▶ Task to complete: Provide the number of lines in the material below that include the word "paths", without any accompanying text.

▶ Dataset records:
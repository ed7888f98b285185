//! 行读取器：把文件或目录展开为有序的原始行序列

use std::fs;
use std::path::{Path, PathBuf};

/// 目录模式下只收录以此前缀开头的文件
pub const ENV_FILE_PREFIX: &str = ".env";

/// 依次读取所有路径，拼接成一个行序列
///
/// 规则：
/// - 普通文件：按 `\n`、`\r\n`、`\r` 切分，丢弃空行
/// - 目录：只看直接子项，收录文件名以 `.env` 开头的普通文件，按文件名排序
/// - 既不是文件也不是目录的路径静默跳过
/// - 读取失败的文件静默跳过 (记录 warn 日志)
pub fn read_lines<P: AsRef<Path>>(paths: &[P]) -> Vec<String> {
    let mut lines = Vec::new();

    for path in paths {
        let path = path.as_ref();

        if path.is_file() {
            read_file_lines(path, &mut lines);
        } else if path.is_dir() {
            for file in env_files_in(path) {
                read_file_lines(&file, &mut lines);
            }
        } else {
            tracing::debug!(path = %path.display(), "路径不存在，跳过");
        }
    }

    lines
}

/// 列出目录中符合条件的 .env 文件 (非递归)
pub fn env_files_in(dir: &Path) -> Vec<PathBuf> {
    let entries = match fs::read_dir(dir) {
        Ok(entries) => entries,
        Err(e) => {
            tracing::warn!(path = %dir.display(), error = %e, "无法读取目录，跳过");
            return Vec::new();
        }
    };

    let mut files: Vec<PathBuf> = entries
        .filter_map(|entry| entry.ok())
        .filter(|entry| is_env_file_name(&entry.file_name().to_string_lossy()))
        .map(|entry| entry.path())
        .filter(|path| path.is_file())
        .collect();

    files.sort();
    files
}

/// 文件名是否以 `.env` 开头
pub fn is_env_file_name(name: &str) -> bool {
    name.starts_with(ENV_FILE_PREFIX)
}

/// 切分文本为非空行，兼容任意换行风格
pub fn split_lines(content: &str) -> impl Iterator<Item = &str> {
    content
        .split(['\n', '\r'])
        .filter(|line| !line.is_empty())
}

fn read_file_lines(path: &Path, lines: &mut Vec<String>) {
    match fs::read_to_string(path) {
        Ok(content) => {
            let before = lines.len();
            lines.extend(split_lines(&content).map(str::to_string));
            tracing::debug!(
                path = %path.display(),
                lines = lines.len() - before,
                "读取 env 文件"
            );
        }
        Err(e) => {
            tracing::warn!(path = %path.display(), error = %e, "无法读取文件，跳过");
        }
    }
}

▶ Your solution: 2